PROBLEM —
Beneath this task are records; tally the lines in them that contain "which" and report only the number.

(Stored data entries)
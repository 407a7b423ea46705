//! Core types shared by every layer: errors, configuration, defaults.

mod config;
pub mod constants;
mod error;

pub use config::{
    DetectorConfig, ManagerConfig, SwitchPolicy, SwitcherConfig, TransportConfig, TransportKind,
};
pub use error::{LinkError, LinkResult};

pub(crate) use config::{parse_echo_target, parse_host_port, parse_name_query, parse_websocket_url};
//! Configuration types for transports and the failover layer.
//!
//! All configuration is supplied once at construction by the agent
//! runtime. A transport's configuration is immutable while it is
//! connected; see [`crate::transport::Transport::update_config`].

use std::net::{IpAddr, SocketAddr};
use std::time::Duration;

use crate::codec::dns::RecordKind;
use crate::core::constants;
use crate::core::error::{LinkError, LinkResult};

/// The five wire transports the layer can run over.
#[derive(Debug, Clone, Copy, PartialEq, Eq, Hash)]
pub enum TransportKind {
    /// TCP stream socket.
    Stream,
    /// UDP datagram socket.
    Datagram,
    /// WebSocket upgrade over TCP.
    WebSocket,
    /// Raw ICMP echo request/reply.
    RawEcho,
    /// DNS-tunneled TXT queries.
    NameQuery,
}

impl TransportKind {
    /// Short lowercase name used in logs.
    pub fn as_str(&self) -> &'static str {
        match self {
            TransportKind::Stream => "stream",
            TransportKind::Datagram => "datagram",
            TransportKind::WebSocket => "websocket",
            TransportKind::RawEcho => "rawecho",
            TransportKind::NameQuery => "namequery",
        }
    }
}

impl std::fmt::Display for TransportKind {
    fn fmt(&self, f: &mut std::fmt::Formatter<'_>) -> std::fmt::Result {
        f.write_str(self.as_str())
    }
}

/// Immutable per-transport settings.
///
/// The `address` syntax is transport-specific:
///
/// - Stream / Datagram: `host:port`
/// - WebSocket: `ws://host:port/path` or `wss://…` (a bare `host:port`
///   is coerced to `ws://`)
/// - RawEcho: a literal IP address
/// - NameQuery: `domain@resolver` where `resolver` is `ip` or `ip:port`
///   (port defaults to 53)
#[derive(Debug, Clone)]
pub struct TransportConfig {
    /// Destination address in the transport-specific syntax above.
    pub address: String,

    /// Deadline for a single connect attempt.
    pub connect_timeout: Duration,

    /// Deadline for a blocking receive.
    pub read_timeout: Duration,

    /// Deadline for a blocking send.
    pub write_timeout: Duration,

    /// Number of connect attempts before the last error is returned.
    pub retry_count: u32,

    /// Sleep between connect attempts.
    pub retry_interval: Duration,

    /// Receive buffer size in bytes.
    pub buffer_size: usize,

    /// Enable TCP keep-alive probes (stream transport only).
    pub keep_alive: bool,

    /// Keep-alive probe interval when `keep_alive` is set.
    pub keep_alive_interval: Duration,

    /// Maximum base64 fragment carried per query (name-query only).
    pub max_data_size: usize,

    /// Record type used for tunnel queries (name-query only).
    pub query_kind: RecordKind,
}

impl Default for TransportConfig {
    fn default() -> Self {
        Self {
            address: String::new(),
            connect_timeout: constants::DEFAULT_CONNECT_TIMEOUT,
            read_timeout: constants::DEFAULT_READ_TIMEOUT,
            write_timeout: constants::DEFAULT_WRITE_TIMEOUT,
            retry_count: constants::DEFAULT_RETRY_COUNT,
            retry_interval: constants::DEFAULT_RETRY_INTERVAL,
            buffer_size: constants::DEFAULT_BUFFER_SIZE,
            keep_alive: false,
            keep_alive_interval: constants::DEFAULT_KEEPALIVE_INTERVAL,
            max_data_size: constants::DEFAULT_MAX_DATA_SIZE,
            query_kind: RecordKind::Txt,
        }
    }
}

impl TransportConfig {
    /// Create a configuration for the given destination with defaults
    /// for everything else.
    pub fn new(address: impl Into<String>) -> Self {
        Self {
            address: address.into(),
            ..Self::default()
        }
    }

    /// Set connect, read, and write timeouts in one call.
    pub fn with_timeouts(mut self, connect: Duration, read: Duration, write: Duration) -> Self {
        self.connect_timeout = connect;
        self.read_timeout = read;
        self.write_timeout = write;
        self
    }

    /// Set the connect retry policy.
    pub fn with_retries(mut self, count: u32, interval: Duration) -> Self {
        self.retry_count = count;
        self.retry_interval = interval;
        self
    }

    /// Enable TCP keep-alive with the given probe interval.
    pub fn with_keep_alive(mut self, interval: Duration) -> Self {
        self.keep_alive = true;
        self.keep_alive_interval = interval;
        self
    }

    /// Set the name-query fragment limit.
    pub fn with_max_data_size(mut self, size: usize) -> Self {
        self.max_data_size = size;
        self
    }
}

/// Transport selection policy applied when a switch commits.
#[derive(Debug, Clone, Copy, PartialEq, Eq)]
pub enum SwitchPolicy {
    /// Next transport in the fallback order, wrapping at the end.
    Sequential,
    /// Uniform pick among registered transports excluding the current.
    Random,
    /// Reserved for success-rate weighting. Not yet implemented:
    /// degrades to `Random` and logs a warning when first exercised.
    Weighted,
}

/// Settings owned by the transport manager.
#[derive(Debug, Clone)]
pub struct ManagerConfig {
    /// Name of the transport activated first.
    pub primary: String,

    /// Circular traversal order for sequential switching. Every name
    /// must refer to a registered transport; duplicates are dropped,
    /// keeping the first occurrence.
    pub fallback_order: Vec<String>,

    /// Consecutive send/receive failures that arm a switch.
    pub switch_threshold: u32,

    /// Minimum spacing between two committed switches.
    pub min_switch_interval: Duration,
}

impl ManagerConfig {
    /// Create a manager configuration with default thresholds.
    pub fn new(primary: impl Into<String>, fallback_order: Vec<String>) -> Self {
        Self {
            primary: primary.into(),
            fallback_order,
            switch_threshold: constants::DEFAULT_SWITCH_THRESHOLD,
            min_switch_interval: constants::DEFAULT_MIN_SWITCH_INTERVAL,
        }
    }
}

/// Settings owned by the timeout detector.
#[derive(Debug, Clone)]
pub struct DetectorConfig {
    /// Consecutive timeout errors that fire a switch trigger.
    pub timeout_threshold: u32,

    /// Period of the background inactivity check.
    pub check_interval: Duration,

    /// Idle time after which the channel is treated as silently dead.
    pub max_inactivity: Duration,
}

impl Default for DetectorConfig {
    fn default() -> Self {
        Self {
            timeout_threshold: constants::DEFAULT_TIMEOUT_THRESHOLD,
            check_interval: constants::DEFAULT_CHECK_INTERVAL,
            max_inactivity: constants::DEFAULT_MAX_INACTIVITY,
        }
    }
}

/// Top-level settings for the transport switcher façade.
#[derive(Debug, Clone)]
pub struct SwitcherConfig {
    /// Registry and failover settings.
    pub manager: ManagerConfig,

    /// Timeout and inactivity detection settings.
    pub detector: DetectorConfig,

    /// Selection policy applied on switch.
    pub policy: SwitchPolicy,

    /// Lower bound of the uniform pre-switch jitter window.
    pub jitter_min: Duration,

    /// Upper bound of the uniform pre-switch jitter window.
    pub jitter_max: Duration,
}

impl SwitcherConfig {
    /// Create a switcher configuration with default detector settings,
    /// sequential policy, and default jitter bounds.
    pub fn new(manager: ManagerConfig) -> Self {
        Self {
            manager,
            detector: DetectorConfig::default(),
            policy: SwitchPolicy::Sequential,
            jitter_min: constants::DEFAULT_JITTER_MIN,
            jitter_max: constants::DEFAULT_JITTER_MAX,
        }
    }

    /// Set the selection policy.
    pub fn with_policy(mut self, policy: SwitchPolicy) -> Self {
        self.policy = policy;
        self
    }

    /// Set the jitter window.
    pub fn with_jitter(mut self, min: Duration, max: Duration) -> Self {
        self.jitter_min = min;
        self.jitter_max = max;
        self
    }

    /// Set the detector configuration.
    pub fn with_detector(mut self, detector: DetectorConfig) -> Self {
        self.detector = detector;
        self
    }

    /// Check internal consistency: jitter bounds ordered, thresholds
    /// non-zero.
    pub fn validate(&self) -> LinkResult<()> {
        if self.jitter_min > self.jitter_max {
            return Err(LinkError::Configuration(format!(
                "jitter_min {:?} exceeds jitter_max {:?}",
                self.jitter_min, self.jitter_max
            )));
        }
        if self.manager.switch_threshold == 0 {
            return Err(LinkError::Configuration(
                "switch_threshold must be at least 1".into(),
            ));
        }
        if self.detector.timeout_threshold == 0 {
            return Err(LinkError::Configuration(
                "timeout_threshold must be at least 1".into(),
            ));
        }
        if self.detector.check_interval.is_zero() {
            return Err(LinkError::Configuration(
                "check_interval must be non-zero".into(),
            ));
        }
        Ok(())
    }
}

// =============================================================================
// ADDRESS PARSING
// =============================================================================

/// Parse a `host:port` destination for the stream and datagram
/// transports. Hostnames are resolved at connect time, so this only
/// checks the shape.
pub(crate) fn parse_host_port(address: &str) -> LinkResult<(String, u16)> {
    let (host, port) = address.rsplit_once(':').ok_or_else(|| {
        LinkError::Configuration(format!("address '{address}' must be host:port"))
    })?;
    if host.is_empty() {
        return Err(LinkError::Configuration(format!(
            "address '{address}' has an empty host"
        )));
    }
    let port: u16 = port.parse().map_err(|_| {
        LinkError::Configuration(format!("address '{address}' has an invalid port"))
    })?;
    Ok((host.to_string(), port))
}

/// Parse the raw-echo destination, which must be a literal IP address.
pub(crate) fn parse_echo_target(address: &str) -> LinkResult<IpAddr> {
    address.parse().map_err(|_| {
        LinkError::Configuration(format!(
            "raw echo address '{address}' must be a literal IP address"
        ))
    })
}

/// Parse a `domain@resolver` name-query destination.
///
/// Returns the tunnel domain and the resolver socket address. The
/// resolver must be a literal IP with an optional port (default 53).
pub(crate) fn parse_name_query(address: &str) -> LinkResult<(String, SocketAddr)> {
    let (domain, resolver) = address.split_once('@').ok_or_else(|| {
        LinkError::Configuration(format!(
            "name query address '{address}' must be domain@resolver"
        ))
    })?;
    if domain.is_empty() {
        return Err(LinkError::Configuration(
            "name query domain must be non-empty".into(),
        ));
    }
    if resolver.is_empty() {
        return Err(LinkError::Configuration(
            "name query resolver must be non-empty".into(),
        ));
    }

    let resolver_addr = if let Ok(addr) = resolver.parse::<SocketAddr>() {
        addr
    } else {
        let ip: IpAddr = resolver.parse().map_err(|_| {
            LinkError::Configuration(format!(
                "resolver '{resolver}' must be an IP address with optional port"
            ))
        })?;
        SocketAddr::new(ip, constants::DEFAULT_RESOLVER_PORT)
    };

    Ok((domain.to_string(), resolver_addr))
}

/// Normalize a WebSocket destination to a full URL.
pub(crate) fn parse_websocket_url(address: &str) -> LinkResult<String> {
    if address.is_empty() {
        return Err(LinkError::Configuration(
            "websocket address must be non-empty".into(),
        ));
    }
    if address.starts_with("ws://") || address.starts_with("wss://") {
        Ok(address.to_string())
    } else if address.contains("://") {
        Err(LinkError::Configuration(format!(
            "websocket address '{address}' must use ws:// or wss://"
        )))
    } else {
        Ok(format!("ws://{address}"))
    }
}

SOLVED EXERCISE —
2